# TASK TO CARRY OUT
Keep to one stretch of the data below, the lines from the one with "TargetSet::empty()" up to and including the one with "use std::collections::BTreeSet;", and return that stretch exactly.

# RECORDS FOR PROCESSING
· · · ·
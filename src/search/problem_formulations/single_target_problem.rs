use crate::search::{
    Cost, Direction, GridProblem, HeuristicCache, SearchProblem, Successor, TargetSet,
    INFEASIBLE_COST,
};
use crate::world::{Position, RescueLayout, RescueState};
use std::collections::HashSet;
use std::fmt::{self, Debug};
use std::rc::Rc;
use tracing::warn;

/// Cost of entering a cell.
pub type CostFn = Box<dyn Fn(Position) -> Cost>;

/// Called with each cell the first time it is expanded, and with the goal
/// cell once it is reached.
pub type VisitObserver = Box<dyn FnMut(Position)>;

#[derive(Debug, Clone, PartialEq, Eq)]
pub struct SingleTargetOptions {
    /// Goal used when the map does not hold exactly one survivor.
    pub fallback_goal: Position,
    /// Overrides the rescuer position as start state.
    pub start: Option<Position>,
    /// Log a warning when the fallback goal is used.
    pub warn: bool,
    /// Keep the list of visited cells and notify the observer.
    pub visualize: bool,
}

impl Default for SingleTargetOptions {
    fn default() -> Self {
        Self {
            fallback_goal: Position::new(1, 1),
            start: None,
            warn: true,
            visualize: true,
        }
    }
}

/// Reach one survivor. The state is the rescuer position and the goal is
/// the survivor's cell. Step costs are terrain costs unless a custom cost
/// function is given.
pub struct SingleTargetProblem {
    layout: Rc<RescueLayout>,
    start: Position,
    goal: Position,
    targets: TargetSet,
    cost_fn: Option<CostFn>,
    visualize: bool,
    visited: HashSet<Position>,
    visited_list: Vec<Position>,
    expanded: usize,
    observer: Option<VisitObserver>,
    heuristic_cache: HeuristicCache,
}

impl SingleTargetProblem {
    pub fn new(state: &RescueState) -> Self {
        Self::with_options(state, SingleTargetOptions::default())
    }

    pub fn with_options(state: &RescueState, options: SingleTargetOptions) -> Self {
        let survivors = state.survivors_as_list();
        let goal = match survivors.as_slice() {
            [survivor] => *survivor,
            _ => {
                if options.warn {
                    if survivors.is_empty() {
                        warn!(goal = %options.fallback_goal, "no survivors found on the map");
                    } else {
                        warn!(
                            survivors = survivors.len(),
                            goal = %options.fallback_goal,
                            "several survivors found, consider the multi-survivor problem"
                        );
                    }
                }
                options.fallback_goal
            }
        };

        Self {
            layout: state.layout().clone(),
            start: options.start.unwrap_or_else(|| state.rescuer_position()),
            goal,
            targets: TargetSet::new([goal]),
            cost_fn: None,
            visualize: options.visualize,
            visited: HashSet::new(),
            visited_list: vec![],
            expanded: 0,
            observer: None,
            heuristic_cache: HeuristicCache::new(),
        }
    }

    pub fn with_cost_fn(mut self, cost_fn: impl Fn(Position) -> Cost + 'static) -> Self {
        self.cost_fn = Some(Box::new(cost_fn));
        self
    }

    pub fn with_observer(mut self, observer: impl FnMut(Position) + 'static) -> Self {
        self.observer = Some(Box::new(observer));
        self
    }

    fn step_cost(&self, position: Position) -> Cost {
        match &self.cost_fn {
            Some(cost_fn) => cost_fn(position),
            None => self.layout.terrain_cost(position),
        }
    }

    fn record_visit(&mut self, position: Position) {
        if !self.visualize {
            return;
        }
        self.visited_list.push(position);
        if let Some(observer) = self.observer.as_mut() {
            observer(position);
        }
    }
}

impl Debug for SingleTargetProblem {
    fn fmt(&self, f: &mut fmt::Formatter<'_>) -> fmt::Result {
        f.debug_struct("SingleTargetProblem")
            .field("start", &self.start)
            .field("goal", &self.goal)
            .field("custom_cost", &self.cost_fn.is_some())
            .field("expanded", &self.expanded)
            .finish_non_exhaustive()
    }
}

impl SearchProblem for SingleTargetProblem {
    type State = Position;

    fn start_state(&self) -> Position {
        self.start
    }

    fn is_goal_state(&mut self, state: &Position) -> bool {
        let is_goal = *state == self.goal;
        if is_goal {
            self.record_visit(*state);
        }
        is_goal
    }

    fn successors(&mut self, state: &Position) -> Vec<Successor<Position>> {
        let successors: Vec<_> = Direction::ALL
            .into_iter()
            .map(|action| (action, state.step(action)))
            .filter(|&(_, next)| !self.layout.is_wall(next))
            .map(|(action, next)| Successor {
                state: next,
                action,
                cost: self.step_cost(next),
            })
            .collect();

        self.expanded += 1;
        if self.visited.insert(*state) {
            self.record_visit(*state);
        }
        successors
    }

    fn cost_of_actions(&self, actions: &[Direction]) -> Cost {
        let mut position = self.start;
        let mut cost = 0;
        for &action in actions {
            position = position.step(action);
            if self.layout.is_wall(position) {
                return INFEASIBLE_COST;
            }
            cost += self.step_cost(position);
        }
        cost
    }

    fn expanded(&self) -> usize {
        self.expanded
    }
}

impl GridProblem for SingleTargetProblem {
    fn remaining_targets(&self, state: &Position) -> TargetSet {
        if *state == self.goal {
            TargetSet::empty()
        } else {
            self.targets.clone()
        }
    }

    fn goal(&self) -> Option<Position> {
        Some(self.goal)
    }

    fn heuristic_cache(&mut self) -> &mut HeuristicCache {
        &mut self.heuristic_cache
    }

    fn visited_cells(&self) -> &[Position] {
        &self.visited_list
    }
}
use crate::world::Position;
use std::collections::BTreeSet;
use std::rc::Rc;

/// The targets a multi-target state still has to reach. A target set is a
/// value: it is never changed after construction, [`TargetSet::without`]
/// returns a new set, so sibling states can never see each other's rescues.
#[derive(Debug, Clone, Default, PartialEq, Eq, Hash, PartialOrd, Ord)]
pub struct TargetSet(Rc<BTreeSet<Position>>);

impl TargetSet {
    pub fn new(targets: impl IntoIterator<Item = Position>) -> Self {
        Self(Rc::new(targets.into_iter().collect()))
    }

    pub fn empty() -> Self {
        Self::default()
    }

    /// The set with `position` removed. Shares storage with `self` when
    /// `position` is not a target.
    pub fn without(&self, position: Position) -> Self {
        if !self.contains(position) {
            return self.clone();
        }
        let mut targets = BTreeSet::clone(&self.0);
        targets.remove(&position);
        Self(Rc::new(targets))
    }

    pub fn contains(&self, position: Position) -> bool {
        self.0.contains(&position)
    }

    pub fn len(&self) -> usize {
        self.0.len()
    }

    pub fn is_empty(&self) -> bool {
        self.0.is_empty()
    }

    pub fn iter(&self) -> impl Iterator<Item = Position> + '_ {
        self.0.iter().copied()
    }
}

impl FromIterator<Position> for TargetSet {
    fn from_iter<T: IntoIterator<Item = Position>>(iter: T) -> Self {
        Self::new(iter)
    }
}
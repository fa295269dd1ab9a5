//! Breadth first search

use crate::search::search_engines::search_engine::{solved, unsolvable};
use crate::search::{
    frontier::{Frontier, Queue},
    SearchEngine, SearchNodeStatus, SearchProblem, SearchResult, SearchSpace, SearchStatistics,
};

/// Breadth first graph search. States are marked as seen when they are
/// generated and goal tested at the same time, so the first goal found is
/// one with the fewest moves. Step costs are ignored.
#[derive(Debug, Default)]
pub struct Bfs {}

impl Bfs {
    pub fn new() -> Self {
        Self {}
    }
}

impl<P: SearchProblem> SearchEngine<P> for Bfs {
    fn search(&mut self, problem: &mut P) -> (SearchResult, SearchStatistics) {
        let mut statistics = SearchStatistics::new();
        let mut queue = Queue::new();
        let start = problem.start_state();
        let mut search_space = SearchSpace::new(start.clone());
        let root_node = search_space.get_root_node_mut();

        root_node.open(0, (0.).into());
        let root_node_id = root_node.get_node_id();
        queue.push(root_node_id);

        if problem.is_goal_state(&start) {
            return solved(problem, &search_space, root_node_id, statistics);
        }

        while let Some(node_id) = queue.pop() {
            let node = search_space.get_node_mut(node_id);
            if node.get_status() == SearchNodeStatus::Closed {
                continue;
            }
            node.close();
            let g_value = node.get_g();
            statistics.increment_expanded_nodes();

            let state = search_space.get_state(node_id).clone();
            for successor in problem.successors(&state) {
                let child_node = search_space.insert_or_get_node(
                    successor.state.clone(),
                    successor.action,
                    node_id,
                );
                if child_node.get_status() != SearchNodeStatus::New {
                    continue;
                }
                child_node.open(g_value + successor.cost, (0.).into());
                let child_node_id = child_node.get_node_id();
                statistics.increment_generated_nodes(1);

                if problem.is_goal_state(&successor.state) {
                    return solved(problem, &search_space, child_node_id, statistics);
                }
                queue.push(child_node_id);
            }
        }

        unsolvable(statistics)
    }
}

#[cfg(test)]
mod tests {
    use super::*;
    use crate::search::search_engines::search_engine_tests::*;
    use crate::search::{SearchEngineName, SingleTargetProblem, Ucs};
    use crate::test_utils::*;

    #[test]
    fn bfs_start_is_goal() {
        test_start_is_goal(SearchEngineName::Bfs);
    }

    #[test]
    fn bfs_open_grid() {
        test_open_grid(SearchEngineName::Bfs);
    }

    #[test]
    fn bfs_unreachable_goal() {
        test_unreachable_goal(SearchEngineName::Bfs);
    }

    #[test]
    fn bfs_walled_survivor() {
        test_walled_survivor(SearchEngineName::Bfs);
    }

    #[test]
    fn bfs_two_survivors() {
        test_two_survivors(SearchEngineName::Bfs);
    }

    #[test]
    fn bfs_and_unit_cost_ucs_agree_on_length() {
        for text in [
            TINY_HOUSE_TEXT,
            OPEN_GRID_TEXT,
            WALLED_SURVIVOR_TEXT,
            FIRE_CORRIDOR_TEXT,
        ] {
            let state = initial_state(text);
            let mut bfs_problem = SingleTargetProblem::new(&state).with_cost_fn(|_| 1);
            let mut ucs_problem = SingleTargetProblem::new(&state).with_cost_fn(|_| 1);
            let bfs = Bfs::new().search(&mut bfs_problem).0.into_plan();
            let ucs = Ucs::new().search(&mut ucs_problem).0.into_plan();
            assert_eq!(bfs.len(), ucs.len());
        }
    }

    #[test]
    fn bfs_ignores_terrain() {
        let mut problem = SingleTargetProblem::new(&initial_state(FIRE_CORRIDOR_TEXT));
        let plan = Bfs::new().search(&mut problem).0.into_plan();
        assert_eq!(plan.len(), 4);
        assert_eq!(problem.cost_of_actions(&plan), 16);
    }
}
· · · ·
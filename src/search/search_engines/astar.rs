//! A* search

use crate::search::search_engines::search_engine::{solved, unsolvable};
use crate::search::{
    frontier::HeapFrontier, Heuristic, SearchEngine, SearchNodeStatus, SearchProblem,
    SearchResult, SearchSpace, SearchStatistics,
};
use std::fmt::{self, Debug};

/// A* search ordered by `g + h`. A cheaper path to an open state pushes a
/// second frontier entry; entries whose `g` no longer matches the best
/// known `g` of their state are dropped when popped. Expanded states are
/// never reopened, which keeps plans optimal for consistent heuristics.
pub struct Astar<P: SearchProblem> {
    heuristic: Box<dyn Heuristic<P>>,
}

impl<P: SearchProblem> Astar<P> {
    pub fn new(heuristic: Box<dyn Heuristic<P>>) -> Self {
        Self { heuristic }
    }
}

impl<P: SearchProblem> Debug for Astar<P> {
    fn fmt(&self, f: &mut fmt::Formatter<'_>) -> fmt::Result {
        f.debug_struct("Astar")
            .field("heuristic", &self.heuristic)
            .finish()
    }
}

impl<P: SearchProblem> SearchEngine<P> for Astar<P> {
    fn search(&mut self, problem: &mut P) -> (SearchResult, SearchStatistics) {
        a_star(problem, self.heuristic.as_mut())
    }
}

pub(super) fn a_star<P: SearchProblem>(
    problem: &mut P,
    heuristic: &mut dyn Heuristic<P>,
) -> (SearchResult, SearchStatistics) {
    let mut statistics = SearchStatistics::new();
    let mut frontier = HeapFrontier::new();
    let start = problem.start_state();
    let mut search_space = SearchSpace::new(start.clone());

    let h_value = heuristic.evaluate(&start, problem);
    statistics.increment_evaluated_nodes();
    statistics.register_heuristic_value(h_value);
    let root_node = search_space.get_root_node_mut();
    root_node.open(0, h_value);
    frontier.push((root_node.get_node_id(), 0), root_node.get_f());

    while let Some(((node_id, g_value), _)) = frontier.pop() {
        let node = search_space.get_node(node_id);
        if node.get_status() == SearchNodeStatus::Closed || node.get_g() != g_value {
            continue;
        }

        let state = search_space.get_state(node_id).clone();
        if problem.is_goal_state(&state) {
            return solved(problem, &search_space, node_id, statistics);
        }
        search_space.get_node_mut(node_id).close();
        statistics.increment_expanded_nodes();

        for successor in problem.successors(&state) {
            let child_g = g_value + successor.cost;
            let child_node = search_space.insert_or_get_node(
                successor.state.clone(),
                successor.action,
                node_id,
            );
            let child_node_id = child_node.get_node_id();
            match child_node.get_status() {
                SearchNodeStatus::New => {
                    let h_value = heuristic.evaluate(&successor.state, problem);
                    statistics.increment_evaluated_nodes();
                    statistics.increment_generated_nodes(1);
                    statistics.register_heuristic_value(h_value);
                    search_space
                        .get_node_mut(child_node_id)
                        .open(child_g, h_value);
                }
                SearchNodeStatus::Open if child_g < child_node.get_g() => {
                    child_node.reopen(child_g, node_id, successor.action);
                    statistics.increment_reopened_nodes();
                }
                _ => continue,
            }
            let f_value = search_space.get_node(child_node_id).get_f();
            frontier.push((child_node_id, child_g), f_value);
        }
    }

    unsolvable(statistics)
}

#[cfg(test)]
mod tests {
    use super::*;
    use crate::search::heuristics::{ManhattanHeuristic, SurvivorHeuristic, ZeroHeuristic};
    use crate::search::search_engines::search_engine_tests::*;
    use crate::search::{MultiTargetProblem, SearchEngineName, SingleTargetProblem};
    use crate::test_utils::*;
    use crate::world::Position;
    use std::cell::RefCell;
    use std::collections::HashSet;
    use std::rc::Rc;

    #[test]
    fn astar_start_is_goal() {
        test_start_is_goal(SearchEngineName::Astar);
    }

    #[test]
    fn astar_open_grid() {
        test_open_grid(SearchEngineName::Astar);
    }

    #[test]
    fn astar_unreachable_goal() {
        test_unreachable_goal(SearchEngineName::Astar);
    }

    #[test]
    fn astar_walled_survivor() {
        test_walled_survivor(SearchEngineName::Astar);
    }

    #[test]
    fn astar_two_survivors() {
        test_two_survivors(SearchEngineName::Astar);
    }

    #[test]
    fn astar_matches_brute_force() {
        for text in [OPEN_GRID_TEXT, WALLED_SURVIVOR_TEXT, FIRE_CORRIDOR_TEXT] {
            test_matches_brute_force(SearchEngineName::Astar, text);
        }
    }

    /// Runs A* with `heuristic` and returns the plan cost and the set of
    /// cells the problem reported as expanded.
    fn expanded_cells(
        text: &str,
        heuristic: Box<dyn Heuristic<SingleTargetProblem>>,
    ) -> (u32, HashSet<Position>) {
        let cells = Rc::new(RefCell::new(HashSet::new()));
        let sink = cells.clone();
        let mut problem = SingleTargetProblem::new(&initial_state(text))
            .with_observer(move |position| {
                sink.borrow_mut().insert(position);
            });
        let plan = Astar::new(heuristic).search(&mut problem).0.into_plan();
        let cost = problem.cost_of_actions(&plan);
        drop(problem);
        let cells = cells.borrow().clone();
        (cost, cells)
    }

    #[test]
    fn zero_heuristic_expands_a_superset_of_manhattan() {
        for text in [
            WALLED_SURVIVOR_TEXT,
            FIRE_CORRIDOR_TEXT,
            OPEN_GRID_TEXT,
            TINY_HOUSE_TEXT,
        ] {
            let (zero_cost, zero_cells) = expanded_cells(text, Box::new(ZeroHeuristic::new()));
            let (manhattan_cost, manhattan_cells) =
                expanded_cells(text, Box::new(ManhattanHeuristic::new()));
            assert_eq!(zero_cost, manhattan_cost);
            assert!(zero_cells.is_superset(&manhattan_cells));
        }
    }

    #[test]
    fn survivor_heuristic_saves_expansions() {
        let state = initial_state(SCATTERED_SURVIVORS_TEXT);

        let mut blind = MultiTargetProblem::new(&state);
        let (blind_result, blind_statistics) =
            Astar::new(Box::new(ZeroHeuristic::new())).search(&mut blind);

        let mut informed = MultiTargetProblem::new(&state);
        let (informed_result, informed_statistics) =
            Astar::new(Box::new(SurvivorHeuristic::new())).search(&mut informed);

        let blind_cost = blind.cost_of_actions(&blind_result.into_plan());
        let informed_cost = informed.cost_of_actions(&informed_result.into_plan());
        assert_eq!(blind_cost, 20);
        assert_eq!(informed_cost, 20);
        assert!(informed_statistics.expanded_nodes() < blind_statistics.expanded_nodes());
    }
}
· · · ·
# TASK RESULT
            TargetSet::empty()
        } else {
            self.targets.clone()
        }
    }

    fn goal(&self) -> Option<Position> {
        Some(self.goal)
    }

    fn heuristic_cache(&mut self) -> &mut HeuristicCache {
        &mut self.heuristic_cache
    }

    fn visited_cells(&self) -> &[Position] {
        &self.visited_list
    }
}
use crate::world::Position;
use std::collections::BTreeSet;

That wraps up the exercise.